───── TASK INPUTS ─────

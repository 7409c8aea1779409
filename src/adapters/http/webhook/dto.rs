//! Data transfer objects for the webhook HTTP endpoints.

use serde::{Deserialize, Serialize};

use crate::application::{ChatResult, HandleInboundMessageResult};

// ═══════════════════════════════════════════════════════════════════════════
// Request DTOs
// ═══════════════════════════════════════════════════════════════════════════

/// Query parameters of the subscription handshake.
#[derive(Debug, Clone, Default, Deserialize)]
pub struct VerificationParams {
    #[serde(rename = "hub.mode")]
    pub mode: Option<String>,
    #[serde(rename = "hub.verify_token")]
    pub verify_token: Option<String>,
    #[serde(rename = "hub.challenge")]
    pub challenge: Option<String>,
}

/// Direct chat request.
#[derive(Debug, Clone, Serialize, Deserialize)]
pub struct ChatRequest {
    pub text: String,
    /// Conversation key chosen by the caller
    pub chat_id: String,
}

// ═══════════════════════════════════════════════════════════════════════════
// Response DTOs
// ═══════════════════════════════════════════════════════════════════════════

/// Acknowledgement body for webhook deliveries and health checks.
#[derive(Debug, Clone, PartialEq, Eq, Serialize, Deserialize)]
pub struct StatusResponse {
    pub status: String,
}

impl StatusResponse {
    pub fn ok() -> Self {
        Self {
            status: "ok".to_string(),
        }
    }

    pub fn ignored() -> Self {
        Self {
            status: "ignored".to_string(),
        }
    }
}

impl From<&HandleInboundMessageResult> for StatusResponse {
    fn from(result: &HandleInboundMessageResult) -> Self {
        if result.is_ignored() {
            Self::ignored()
        } else {
            Self::ok()
        }
    }
}

/// Direct chat reply.
#[derive(Debug, Clone, PartialEq, Eq, Serialize, Deserialize)]
pub struct ChatResponse {
    pub chat_id: String,
    pub reply: String,
}

impl From<ChatResult> for ChatResponse {
    fn from(result: ChatResult) -> Self {
        Self {
            chat_id: result.chat_id,
            reply: result.reply,
        }
    }
}

/// Standard error response.
#[derive(Debug, Clone, Serialize, Deserialize)]
pub struct ErrorResponse {
    /// Error code for programmatic handling.
    pub error_code: String,
    /// Human-readable error message.
    pub message: String,
}

impl ErrorResponse {
    pub fn new(error_code: impl Into<String>, message: impl Into<String>) -> Self {
        Self {
            error_code: error_code.into(),
            message: message.into(),
        }
    }
}

#[cfg(test)]
mod tests {
    use super::*;
    use crate::domain::webhook::IgnoreReason;

    #[test]
    fn verification_params_use_hub_names() {
        let params: VerificationParams = serde_json::from_value(serde_json::json!({
            "hub.mode": "subscribe",
            "hub.verify_token": "secret",
            "hub.challenge": "1158201444"
        }))
        .unwrap();

        assert_eq!(params.mode.as_deref(), Some("subscribe"));
        assert_eq!(params.verify_token.as_deref(), Some("secret"));
        assert_eq!(params.challenge.as_deref(), Some("1158201444"));
    }

    #[test]
    fn status_follows_handler_result() {
        let ignored = HandleInboundMessageResult::Ignored(IgnoreReason::NonText);
        assert_eq!(StatusResponse::from(&ignored), StatusResponse::ignored());

        let replied = HandleInboundMessageResult::Replied {
            to: "1".to_string(),
            reply: "hi".to_string(),
            delivered: false,
        };
        assert_eq!(StatusResponse::from(&replied), StatusResponse::ok());
    }
}
//! Chat orchestrator - one user turn through the tool-calling round trip.
//!
//! The turn makes at most two completion calls:
//!
//! 1. The conversation is sent with every registered tool offered
//!    (`tool_choice = auto`).
//! 2. If the model answers directly, that answer is the reply.
//! 3. Otherwise each requested tool is dispatched in order, one tool message
//!    is appended per call, and a second request without tools produces the
//!    reply.
//!
//! The conversation is mutated in place so callers that retain history see
//! the assistant and tool messages that were exchanged. A turn cut short by
//! the reply deadline leaves a partial transcript that must not be retained.

use std::sync::Arc;
use std::time::Duration;
use thiserror::Error;

use crate::domain::conversation::{Conversation, Message};
use crate::domain::foundation::{DomainError, StateMachine};
use crate::domain::orchestrator::{OrchestratorState, PendingToolCalls};
use crate::domain::tools::ToolRegistry;
use crate::ports::{AIError, ChatCompletion, CompletionRequest, ToolChoice};

/// Errors that end a chat turn without a reply.
#[derive(Debug, Error)]
pub enum ChatError {
    /// The completion service failed.
    #[error(transparent)]
    Completion(#[from] AIError),

    /// The round trip left its expected sequence.
    #[error("chat round trip violated: {0}")]
    Invariant(#[from] DomainError),

    /// No reply within the configured deadline.
    #[error("no reply within {0:?}")]
    TimedOut(Duration),
}

/// Drives a conversation through the completion service and tool registry.
#[derive(Clone)]
pub struct ChatOrchestrator {
    completion: Arc<dyn ChatCompletion>,
    tools: Arc<ToolRegistry>,
    temperature: Option<f32>,
    reply_timeout: Option<Duration>,
}

impl ChatOrchestrator {
    /// Creates a new orchestrator.
    pub fn new(completion: Arc<dyn ChatCompletion>, tools: Arc<ToolRegistry>) -> Self {
        Self {
            completion,
            tools,
            temperature: None,
            reply_timeout: None,
        }
    }

    /// Sets the sampling temperature for both requests.
    pub fn with_temperature(mut self, temperature: f32) -> Self {
        self.temperature = Some(temperature);
        self
    }

    /// Bounds the whole turn, tool executions included.
    pub fn with_reply_timeout(mut self, timeout: Duration) -> Self {
        self.reply_timeout = Some(timeout);
        self
    }

    /// Returns the tool registry.
    pub fn tools(&self) -> &ToolRegistry {
        &self.tools
    }

    /// Produces the assistant reply for the conversation's latest user turn.
    ///
    /// Missing assistant content yields an empty string.
    pub async fn respond(&self, conversation: &mut Conversation) -> Result<String, ChatError> {
        let Some(limit) = self.reply_timeout else {
            return self.round_trip(conversation).await;
        };

        match tokio::time::timeout(limit, self.round_trip(conversation)).await {
            Ok(result) => result,
            Err(_) => {
                tracing::warn!(timeout_ms = limit.as_millis() as u64, "Chat round trip timed out");
                Err(ChatError::TimedOut(limit))
            }
        }
    }

    async fn round_trip(&self, conversation: &mut Conversation) -> Result<String, ChatError> {
        let mut state = OrchestratorState::default();

        let first = self.completion.complete(self.first_request(conversation)).await?;

        if !first.has_tool_calls() {
            state = state.transition_to(OrchestratorState::Done)?;
            tracing::debug!(?state, "Model answered without tools");
            return Ok(self.finish(conversation, first));
        }

        state = state.transition_to(OrchestratorState::ExecutingTools)?;
        tracing::debug!(?state, calls = first.tool_calls.len(), "Model requested tools");

        let calls = first.tool_calls.clone();
        let mut pending = PendingToolCalls::new(&calls);
        conversation.push(first);

        for call in &calls {
            let result = self.tools.dispatch(call).await;
            pending.record(result)?;
        }

        for message in pending.into_messages()? {
            conversation.push(message);
        }

        state = state.transition_to(OrchestratorState::AwaitingFinalResponse)?;
        tracing::debug!(?state, "Requesting final response");

        let second = self
            .completion
            .complete(self.final_request(conversation))
            .await?;

        state = state.transition_to(OrchestratorState::Done)?;
        tracing::debug!(?state, "Final response received");

        Ok(self.finish(conversation, second))
    }

    fn first_request(&self, conversation: &Conversation) -> CompletionRequest {
        let mut request = self.base_request(conversation);
        if !self.tools.is_empty() {
            request = request
                .with_tools(self.tools.descriptors())
                .with_tool_choice(ToolChoice::Auto);
        }
        request
    }

    fn final_request(&self, conversation: &Conversation) -> CompletionRequest {
        self.base_request(conversation)
    }

    fn base_request(&self, conversation: &Conversation) -> CompletionRequest {
        let request = CompletionRequest::new(conversation.messages().to_vec());
        match self.temperature {
            Some(t) => request.with_temperature(t),
            None => request,
        }
    }

    fn finish(&self, conversation: &mut Conversation, reply: Message) -> String {
        let text = reply.content_or_empty().to_string();
        conversation.push(Message::assistant(text.as_str()));
        text
    }
}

─────

Among the lines above, find the ones containing "within" and copy them.

    /// No reply within the configured deadline.
    #[error("no reply within {0:?}")]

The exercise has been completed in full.